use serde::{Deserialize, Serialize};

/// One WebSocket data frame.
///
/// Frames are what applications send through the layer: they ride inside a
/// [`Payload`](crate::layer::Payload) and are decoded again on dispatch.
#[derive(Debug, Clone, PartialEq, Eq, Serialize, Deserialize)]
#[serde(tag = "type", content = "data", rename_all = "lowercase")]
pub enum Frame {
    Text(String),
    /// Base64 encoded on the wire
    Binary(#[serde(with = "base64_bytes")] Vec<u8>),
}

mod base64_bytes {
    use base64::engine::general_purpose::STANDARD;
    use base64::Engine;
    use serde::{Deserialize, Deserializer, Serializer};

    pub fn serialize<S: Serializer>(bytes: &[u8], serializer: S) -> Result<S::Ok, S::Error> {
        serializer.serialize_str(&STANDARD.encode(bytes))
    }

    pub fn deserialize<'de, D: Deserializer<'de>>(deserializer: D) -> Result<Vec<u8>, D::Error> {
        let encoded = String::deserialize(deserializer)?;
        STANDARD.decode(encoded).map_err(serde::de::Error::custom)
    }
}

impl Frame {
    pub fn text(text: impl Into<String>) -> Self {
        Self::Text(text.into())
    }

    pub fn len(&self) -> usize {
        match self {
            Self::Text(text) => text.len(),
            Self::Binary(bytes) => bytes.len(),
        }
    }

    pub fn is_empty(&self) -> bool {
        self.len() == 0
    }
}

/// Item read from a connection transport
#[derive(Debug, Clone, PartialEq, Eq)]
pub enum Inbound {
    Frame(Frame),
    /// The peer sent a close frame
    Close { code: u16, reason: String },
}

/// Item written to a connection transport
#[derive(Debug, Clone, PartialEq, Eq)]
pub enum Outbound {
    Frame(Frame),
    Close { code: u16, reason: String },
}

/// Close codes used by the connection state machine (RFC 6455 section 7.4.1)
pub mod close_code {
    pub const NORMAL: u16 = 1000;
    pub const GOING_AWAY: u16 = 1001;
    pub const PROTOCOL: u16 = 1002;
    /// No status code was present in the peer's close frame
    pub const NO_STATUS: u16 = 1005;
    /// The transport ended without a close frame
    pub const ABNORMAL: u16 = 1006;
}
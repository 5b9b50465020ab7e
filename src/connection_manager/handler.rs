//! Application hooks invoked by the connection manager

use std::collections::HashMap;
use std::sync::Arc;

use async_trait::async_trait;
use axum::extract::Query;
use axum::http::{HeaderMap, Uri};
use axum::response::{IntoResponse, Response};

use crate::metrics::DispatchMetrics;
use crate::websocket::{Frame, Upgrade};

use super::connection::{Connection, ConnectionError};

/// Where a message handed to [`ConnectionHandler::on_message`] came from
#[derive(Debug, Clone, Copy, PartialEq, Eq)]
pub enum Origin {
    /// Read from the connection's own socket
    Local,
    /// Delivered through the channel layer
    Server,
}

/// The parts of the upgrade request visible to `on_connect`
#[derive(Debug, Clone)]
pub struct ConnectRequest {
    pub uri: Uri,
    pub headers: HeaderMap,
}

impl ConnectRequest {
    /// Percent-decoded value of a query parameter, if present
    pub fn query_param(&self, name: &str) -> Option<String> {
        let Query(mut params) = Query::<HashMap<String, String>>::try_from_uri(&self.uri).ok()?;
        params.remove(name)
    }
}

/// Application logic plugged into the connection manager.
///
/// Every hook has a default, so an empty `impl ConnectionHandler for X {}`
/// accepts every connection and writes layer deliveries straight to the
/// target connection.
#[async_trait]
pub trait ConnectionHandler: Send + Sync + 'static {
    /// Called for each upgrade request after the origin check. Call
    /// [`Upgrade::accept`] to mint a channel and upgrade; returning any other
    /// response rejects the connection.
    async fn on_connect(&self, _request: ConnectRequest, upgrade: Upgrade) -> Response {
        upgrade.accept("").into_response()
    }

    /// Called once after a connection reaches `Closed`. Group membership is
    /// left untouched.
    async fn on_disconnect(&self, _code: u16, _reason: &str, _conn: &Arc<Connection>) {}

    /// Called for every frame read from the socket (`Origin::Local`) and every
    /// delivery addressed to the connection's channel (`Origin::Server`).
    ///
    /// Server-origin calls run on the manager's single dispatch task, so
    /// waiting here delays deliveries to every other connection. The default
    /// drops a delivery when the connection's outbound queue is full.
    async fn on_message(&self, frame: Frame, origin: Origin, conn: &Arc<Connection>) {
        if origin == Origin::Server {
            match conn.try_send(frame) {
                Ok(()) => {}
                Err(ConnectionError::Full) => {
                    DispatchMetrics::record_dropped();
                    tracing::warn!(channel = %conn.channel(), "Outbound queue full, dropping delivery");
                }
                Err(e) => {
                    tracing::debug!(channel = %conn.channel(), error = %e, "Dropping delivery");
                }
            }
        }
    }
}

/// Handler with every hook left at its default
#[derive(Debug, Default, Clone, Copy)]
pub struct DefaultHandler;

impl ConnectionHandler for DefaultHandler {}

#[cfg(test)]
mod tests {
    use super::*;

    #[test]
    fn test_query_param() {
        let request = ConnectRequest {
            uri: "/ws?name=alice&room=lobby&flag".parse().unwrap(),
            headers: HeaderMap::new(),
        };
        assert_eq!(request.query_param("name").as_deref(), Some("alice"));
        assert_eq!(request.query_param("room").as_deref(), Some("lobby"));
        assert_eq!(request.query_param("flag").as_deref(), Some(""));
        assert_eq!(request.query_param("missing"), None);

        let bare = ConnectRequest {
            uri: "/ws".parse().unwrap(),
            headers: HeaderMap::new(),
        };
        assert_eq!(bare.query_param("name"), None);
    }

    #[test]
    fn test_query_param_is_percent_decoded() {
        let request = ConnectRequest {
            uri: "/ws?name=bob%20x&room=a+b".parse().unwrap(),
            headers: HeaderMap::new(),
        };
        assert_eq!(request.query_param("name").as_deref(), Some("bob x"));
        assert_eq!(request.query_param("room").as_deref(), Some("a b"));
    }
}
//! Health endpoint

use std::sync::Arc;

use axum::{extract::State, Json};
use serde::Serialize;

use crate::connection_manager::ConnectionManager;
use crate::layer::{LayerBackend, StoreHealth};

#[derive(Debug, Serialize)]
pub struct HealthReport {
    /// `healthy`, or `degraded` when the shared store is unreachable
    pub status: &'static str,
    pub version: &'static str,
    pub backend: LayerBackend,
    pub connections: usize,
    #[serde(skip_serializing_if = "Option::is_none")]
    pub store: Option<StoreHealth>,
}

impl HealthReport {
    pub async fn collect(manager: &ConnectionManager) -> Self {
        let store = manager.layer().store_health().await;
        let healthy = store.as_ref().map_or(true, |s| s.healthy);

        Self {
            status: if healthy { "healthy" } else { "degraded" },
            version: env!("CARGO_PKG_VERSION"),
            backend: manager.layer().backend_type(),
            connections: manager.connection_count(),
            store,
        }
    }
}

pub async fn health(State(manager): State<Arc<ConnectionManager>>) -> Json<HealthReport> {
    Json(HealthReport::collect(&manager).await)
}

* * *

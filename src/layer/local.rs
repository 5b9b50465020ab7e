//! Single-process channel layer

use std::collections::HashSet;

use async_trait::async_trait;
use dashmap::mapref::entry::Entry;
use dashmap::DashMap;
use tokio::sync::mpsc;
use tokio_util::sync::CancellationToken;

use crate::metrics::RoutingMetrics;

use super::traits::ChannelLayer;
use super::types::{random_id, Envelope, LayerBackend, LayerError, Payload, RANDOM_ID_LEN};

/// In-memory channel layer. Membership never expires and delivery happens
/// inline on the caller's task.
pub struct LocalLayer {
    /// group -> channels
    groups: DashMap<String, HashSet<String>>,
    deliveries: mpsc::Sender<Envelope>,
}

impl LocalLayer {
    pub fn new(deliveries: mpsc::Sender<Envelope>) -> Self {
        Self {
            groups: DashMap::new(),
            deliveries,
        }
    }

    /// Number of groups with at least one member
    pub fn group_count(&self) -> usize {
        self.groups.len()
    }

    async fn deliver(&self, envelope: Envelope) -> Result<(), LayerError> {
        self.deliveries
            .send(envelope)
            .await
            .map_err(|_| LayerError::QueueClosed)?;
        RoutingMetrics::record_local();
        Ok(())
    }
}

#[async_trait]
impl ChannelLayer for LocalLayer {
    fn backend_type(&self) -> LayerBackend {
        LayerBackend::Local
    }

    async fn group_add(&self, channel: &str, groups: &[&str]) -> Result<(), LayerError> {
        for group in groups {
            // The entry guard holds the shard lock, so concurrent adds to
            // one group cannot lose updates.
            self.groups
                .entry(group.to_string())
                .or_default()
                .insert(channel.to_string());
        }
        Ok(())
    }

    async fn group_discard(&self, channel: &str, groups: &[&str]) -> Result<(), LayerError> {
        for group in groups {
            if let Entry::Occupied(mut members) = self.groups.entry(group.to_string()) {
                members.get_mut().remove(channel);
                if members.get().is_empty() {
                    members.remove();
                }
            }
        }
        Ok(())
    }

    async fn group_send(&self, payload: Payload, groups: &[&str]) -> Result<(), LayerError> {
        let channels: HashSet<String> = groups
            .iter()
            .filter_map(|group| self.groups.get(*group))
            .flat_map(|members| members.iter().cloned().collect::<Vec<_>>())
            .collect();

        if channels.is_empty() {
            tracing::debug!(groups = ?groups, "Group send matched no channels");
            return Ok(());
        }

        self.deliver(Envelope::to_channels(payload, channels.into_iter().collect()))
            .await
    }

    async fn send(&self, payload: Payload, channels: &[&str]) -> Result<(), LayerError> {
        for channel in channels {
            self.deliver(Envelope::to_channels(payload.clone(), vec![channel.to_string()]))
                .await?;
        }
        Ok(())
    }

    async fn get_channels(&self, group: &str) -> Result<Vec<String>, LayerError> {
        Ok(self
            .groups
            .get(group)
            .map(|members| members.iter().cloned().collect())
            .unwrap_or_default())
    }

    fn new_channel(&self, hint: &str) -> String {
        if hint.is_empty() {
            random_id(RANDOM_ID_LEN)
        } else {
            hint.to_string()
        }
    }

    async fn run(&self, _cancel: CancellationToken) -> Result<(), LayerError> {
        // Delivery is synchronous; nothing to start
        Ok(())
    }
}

◆ **YOUR OBJECTIVE**
All of the lines above that carry the string "remove" need to be found and copied.

◆ **RESPONSE TO THE EXERCISE**
        params.remove(name)
                members.get_mut().remove(channel);
                    members.remove();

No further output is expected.